A formulary is a list of preferred generic and brand-name medications approved by the Food and Drug Administration (FDA) that are covered under your Blue Shield Outpatient Prescription Drug Benefit.
The formulary is developed, maintained and regularly updated by the Blue Shield Pharmacy and Therapeutics (P&T) Committee.
The placement of drugs on tiers is based on recommendations made by the P&T committee after a review of the medical evidence and nationally recognized clinical guidelines for drug safety and effectiveness. Drug price is also considered by the P&T committee when safety and effectiveness are similar for drugs in the same class.
Mail service pharmacy
Blue Shield offers an easy-to-use mail service prescription drug program through our contracted mail service pharmacy. You can save time and money using the mail service drug program. And, depending on your plan, it can be a convenient way to fill maintenance medications for up to a 90-day supply.
Maintenance drugs are those prescribed to treat a chronic or long-term medical condition such as asthma, diabetes, high blood pressure, or high cholesterol, and are taken on an ongoing, regular basis to maintain health.
"Participating pharmacy" means a pharmacy that has an agreement with Blue Shield to provide covered services to our members.
Pharmacy and Therapeutics Committee
Our Pharmacy and Therapeutics (P&T) Committee is made up of independent physicians and pharmacists, who are not Blue Shield of California employees. They are expert consultants not employed by Blue Shield, and include specialists in various fields. The P&T Committee reviews and updates the formulary list each quarter so that it includes safe and effective drugs approved by the Food and Drug Administration (FDA). Medication coverage criteria is updated and reviewed to reflect current standards of practice. Quality assurance programs are reviewed and approved to enhance Blue Shield's quality of care.
Drug prior authorization is a process to obtain pre-approval for coverage of a prescription medication. This is to ensure that you receive medications that are safe and effective for your condition. Your doctor may provide information for a prior authorization review by calling or faxing a form to Blue Shield Pharmacy Services. Your doctor will be notified whether or not your prescription is approved for coverage.
Prior authorization coverage requirements are determined by the Blue Shield P&T Committee to ensure that medications are prescribed for medically necessary reasons, used safely as recommended by the FDA and in medical studies, and used when formulary alternatives have been considered first.
Drugs require prior authorization when:
- Other drugs are recommended as first-choice treatment, based on nationally recognized clinical guidelines, the FDA, or the medical literature.
- There is no significant clinical advantage compared with other formulary drugs that treat the same condition, based on clinical study results.
- The drug should be reserved for rare or uncommon conditions.
- The drug has a high potential for toxicity, abuse, or misuse.
- The dose, prescription quantity, or duration of use exceeds that recommended by the FDA.
Finally, prior authorization helps keep prescription costs affordable by suggesting use of formulary drugs first.
Quantity limits are limits consistent with FDA-approved and/or guideline supported dosing or durations to minimize side effects and reduce inappropriate overuse or long-term use.

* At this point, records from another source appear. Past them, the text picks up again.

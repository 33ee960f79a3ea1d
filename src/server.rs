//! Server dispatch.
//!
//! A pattern-matched handler registry (literal and regex segments, linear
//! first-match-wins in registration order), a middleware pipeline mirroring
//! the client's, and a start/stop lifecycle fanned out over the server's
//! transports. Mounted procedures get input/output validation and a
//! registry-backed client for nested calls.

use crate::config::FabricConfig;
use crate::error::{RpcError, RpcResult};
use crate::message::{Envelope, Method, ResponseItem};
use crate::middleware::{compose, CallContext, Middleware, Runner};
use crate::registry::{
    ProcContext, Procedure, ProcedurePath, ProcedureRegistry, ProcedureReply, RegisterOptions,
};
use crate::streaming::{self, ItemStream};
use async_trait::async_trait;
use futures::future::BoxFuture;
use futures::{FutureExt, StreamExt};
use regex::Regex;
use serde_json::Value;
use std::future::Future;
use std::panic::AssertUnwindSafe;
use std::sync::Arc;

/// Type-erased dispatch entry point handed to server transports.
pub type Dispatcher = Arc<dyn Fn(Envelope) -> BoxFuture<'static, ItemStream> + Send + Sync>;

/// Server-side transport lifecycle.
#[async_trait]
pub trait ServerTransport: Send + Sync {
    fn name(&self) -> &str;

    /// Begin accepting requests, delivering each envelope to `dispatcher`.
    async fn start(&self, dispatcher: Dispatcher) -> RpcResult<()>;

    /// Idempotent shutdown.
    async fn stop(&self) -> RpcResult<()>;
}

/// Matches one method segment: exact string or anchored regex.
#[derive(Debug, Clone)]
pub enum SegmentMatcher {
    Literal(String),
    Pattern(Regex),
}

impl SegmentMatcher {
    pub fn literal(segment: impl Into<String>) -> Self {
        Self::Literal(segment.into())
    }

    /// Compile a pattern matching the full segment.
    pub fn pattern(pattern: &str) -> RpcResult<Self> {
        let anchored = format!("^(?:{})$", pattern);
        Regex::new(&anchored)
            .map(Self::Pattern)
            .map_err(|e| RpcError::validation(format!("invalid matcher pattern: {}", e)))
    }

    pub fn matches(&self, segment: &str) -> bool {
        match self {
            Self::Literal(expected) => expected == segment,
            Self::Pattern(regex) => regex.is_match(segment),
        }
    }
}

impl From<&str> for SegmentMatcher {
    fn from(segment: &str) -> Self {
        Self::literal(segment)
    }
}

impl From<String> for SegmentMatcher {
    fn from(segment: String) -> Self {
        Self::Literal(segment)
    }
}

/// Structural method matcher. A missing version matcher accepts any version;
/// a present one requires the request to carry a matching version.
#[derive(Debug, Clone)]
pub struct MethodMatcher {
    pub service: SegmentMatcher,
    pub operation: SegmentMatcher,
    pub version: Option<SegmentMatcher>,
}

impl MethodMatcher {
    pub fn new(service: impl Into<SegmentMatcher>, operation: impl Into<SegmentMatcher>) -> Self {
        Self {
            service: service.into(),
            operation: operation.into(),
            version: None,
        }
    }

    pub fn with_version(mut self, version: impl Into<SegmentMatcher>) -> Self {
        self.version = Some(version.into());
        self
    }

    pub fn matches(&self, method: &Method) -> bool {
        if !self.service.matches(&method.service) || !self.operation.matches(&method.operation) {
            return false;
        }
        match (&self.version, &method.version) {
            (None, _) => true,
            (Some(matcher), Some(version)) => matcher.matches(version),
            (Some(_), None) => false,
        }
    }
}

struct ServerInner {
    handlers: Vec<(MethodMatcher, Runner)>,
    middleware: Vec<Middleware>,
    transports: Vec<Arc<dyn ServerTransport>>,
    registry: Arc<ProcedureRegistry>,
    config: FabricConfig,
}

/// RPC server: handler registry + middleware + transports.
#[derive(Clone)]
pub struct Server {
    inner: Arc<ServerInner>,
}

pub struct ServerBuilder {
    handlers: Vec<(MethodMatcher, Runner)>,
    middleware: Vec<Middleware>,
    transports: Vec<Arc<dyn ServerTransport>>,
    registry: Arc<ProcedureRegistry>,
    config: FabricConfig,
}

impl Default for ServerBuilder {
    fn default() -> Self {
        Self {
            handlers: Vec::new(),
            middleware: Vec::new(),
            transports: Vec::new(),
            registry: Arc::new(ProcedureRegistry::new()),
            config: FabricConfig::default(),
        }
    }
}

impl ServerBuilder {
    /// Register a raw runner. Registration order is the match order: more
    /// specific matchers go first, later registrations never shadow earlier
    /// ones.
    pub fn route(mut self, matcher: MethodMatcher, runner: Runner) -> Self {
        self.handlers.push((matcher, runner));
        self
    }

    /// Register a unary handler.
    pub fn unary<F, Fut>(self, matcher: MethodMatcher, handler: F) -> Self
    where
        F: Fn(Envelope) -> Fut + Send + Sync + 'static,
        Fut: Future<Output = RpcResult<Value>> + Send + 'static,
    {
        let handler = Arc::new(handler);
        let runner: Runner = Arc::new(move |ctx: CallContext| {
            let handler = handler.clone();
            Box::pin(async move {
                let envelope = ctx.envelope;
                let id = envelope.id.clone();
                match handler(envelope).await {
                    Ok(value) => streaming::single(ResponseItem::success(id, value)),
                    Err(error) => streaming::single(ResponseItem::error(id, error)),
                }
            })
        });
        self.route(matcher, runner)
    }

    pub fn middleware(mut self, middleware: Middleware) -> Self {
        self.middleware.push(middleware);
        self
    }

    pub fn transport(mut self, transport: Arc<dyn ServerTransport>) -> Self {
        self.transports.push(transport);
        self
    }

    /// Serve procedures out of an existing (possibly the global) registry.
    pub fn registry(mut self, registry: Arc<ProcedureRegistry>) -> Self {
        self.registry = registry;
        self
    }

    pub fn config(mut self, config: FabricConfig) -> Self {
        self.config = config;
        self
    }

    /// Register a procedure and make it method-addressable. Procedures need
    /// at least two path segments to form a method; shorter paths remain
    /// reachable through batch routing only.
    pub fn mount(self, procedure: Procedure) -> RpcResult<Self> {
        procedure.path.to_method()?;
        self.registry
            .register(procedure, RegisterOptions::default())?;
        Ok(self)
    }

    pub fn build(self) -> RpcResult<Server> {
        self.config
            .validate()
            .map_err(|e| RpcError::validation(e.to_string()))?;
        Ok(Server {
            inner: Arc::new(ServerInner {
                handlers: self.handlers,
                middleware: self.middleware,
                transports: self.transports,
                registry: self.registry,
                config: self.config,
            }),
        })
    }
}

impl Server {
    pub fn builder() -> ServerBuilder {
        ServerBuilder::default()
    }

    pub fn registry(&self) -> Arc<ProcedureRegistry> {
        self.inner.registry.clone()
    }

    /// Dispatch entry point for transports.
    pub fn dispatcher(&self) -> Dispatcher {
        let inner = self.inner.clone();
        Arc::new(move |envelope| {
            let inner = inner.clone();
            Box::pin(async move { dispatch(inner, envelope).await })
        })
    }

    pub async fn dispatch(&self, envelope: Envelope) -> ItemStream {
        dispatch(self.inner.clone(), envelope).await
    }

    /// Start every transport concurrently; the first failure aborts the
    /// overall start (already-started transports are the caller's decision).
    pub async fn start(&self) -> RpcResult<()> {
        let dispatcher = self.dispatcher();
        let starts = self.inner.transports.iter().map(|transport| {
            let dispatcher = dispatcher.clone();
            async move {
                tracing::debug!(transport = transport.name(), "starting transport");
                transport.start(dispatcher).await
            }
        });
        futures::future::try_join_all(starts).await.map(|_| ())
    }

    /// Stop every transport; all are attempted even if one fails.
    pub async fn stop(&self) -> RpcResult<()> {
        let stops = self.inner.transports.iter().map(|t| t.stop());
        let results = futures::future::join_all(stops).await;
        results.into_iter().collect::<RpcResult<Vec<_>>>()?;
        Ok(())
    }
}

async fn dispatch(inner: Arc<ServerInner>, envelope: Envelope) -> ItemStream {
    tracing::debug!(method = %envelope.method, id = %envelope.id, "request");

    let payload_size = serde_json::to_vec(&envelope.payload)
        .map(|b| b.len())
        .unwrap_or(0);
    if payload_size > inner.config.max_payload_size {
        return streaming::single(ResponseItem::error(
            envelope.id.clone(),
            RpcError::validation(format!(
                "payload of {} bytes exceeds the maximum of {}",
                payload_size, inner.config.max_payload_size
            )),
        ));
    }

    let matched = inner
        .handlers
        .iter()
        .find(|(matcher, _)| matcher.matches(&envelope.method))
        .map(|(_, runner)| runner.clone());

    let runner = match matched {
        Some(runner) => runner,
        None => {
            let procedure = ProcedurePath::from_method(&envelope.method)
                .ok()
                .and_then(|path| inner.registry.get(&path));
            match procedure {
                Some(procedure) => procedure_runner(procedure, inner.registry.clone()),
                None => {
                    return streaming::single(ResponseItem::error(
                        envelope.id.clone(),
                        RpcError::not_found(format!(
                            "no handler for method '{}'",
                            envelope.method
                        )),
                    ));
                }
            }
        }
    };

    let chain = compose(&inner.middleware, runner);
    let id = envelope.id.clone();
    let ctx = CallContext::new(envelope);

    match AssertUnwindSafe(chain(ctx)).catch_unwind().await {
        Ok(stream) => {
            let stream_id = id;
            let contained: ItemStream =
                Box::pin(AssertUnwindSafe(stream).catch_unwind().map(move |item| {
                    item.unwrap_or_else(|_| {
                        ResponseItem::error(
                            stream_id.clone(),
                            RpcError::handler("handler panicked while streaming"),
                        )
                    })
                }));
            contained
        }
        Err(_) => streaming::single(ResponseItem::error(
            id,
            RpcError::handler("handler panicked"),
        )),
    }
}

/// Wrap a registered procedure into a runner: validate input, call the
/// handler with a procedure context, validate output.
fn procedure_runner(procedure: Arc<Procedure>, registry: Arc<ProcedureRegistry>) -> Runner {
    Arc::new(move |ctx: CallContext| {
        let procedure = procedure.clone();
        let registry = registry.clone();
        Box::pin(async move {
            let envelope = ctx.envelope;
            let id = envelope.id.clone();
            let mut proc_ctx = ProcContext::new(registry, procedure.path.clone())
                .with_metadata(envelope.metadata.clone());
            proc_ctx.signal = envelope.cancel.clone();

            match procedure.invoke(envelope.payload.clone(), proc_ctx).await {
                Ok(ProcedureReply::Single(value)) => {
                    streaming::single(ResponseItem::success(id, value))
                }
                Ok(ProcedureReply::Stream(values)) => {
                    let items: ItemStream = Box::pin(values.map(move |item| match item {
                        Ok(value) => ResponseItem::success(id.clone(), value),
                        Err(error) => ResponseItem::error(id.clone(), error),
                    }));
                    items
                }
                Err(error) => streaming::single(ResponseItem::error(id, error)),
            }
        })
    })
}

These limits promote quality and safety. Limits may be per prescription or for a defined period of time.
Specialty pharmacies fill prescriptions used to treat certain complex or chronic conditions that usually require close monitoring and special handling. Specialty drugs are obtained from a Blue Shield network specialty pharmacy. Select drugs may not be available for distribution through the Network Specialty Pharmacy in which case it may be obtained through a non-network specialty pharmacy.
Step therapy is the practice of beginning drug therapy for a medical condition with drugs considered first-line for safety and cost-effectiveness, then progressing to other drugs that may have more side effects or risks or that are more costly. The P&T Committee may determine that coverage of selected drugs requires step therapy with first-line drugs before covering the prescribed medication. Step therapy requirements are based on how the FDA recommends that a drug should be used, nationally recognized treatment guidelines, medical studies, information from the drug manufacturer, and the relative cost of treatment for a condition. Other common terms used for step therapy are: “prerequisite therapy,” “prior therapy,” or “step therapy protocol.”
If step therapy coverage requirements are not met for a prescription and your doctor feels that the medication is medically necessary for you, your doctor may request an exception to the coverage requirements by requesting a prior authorization review.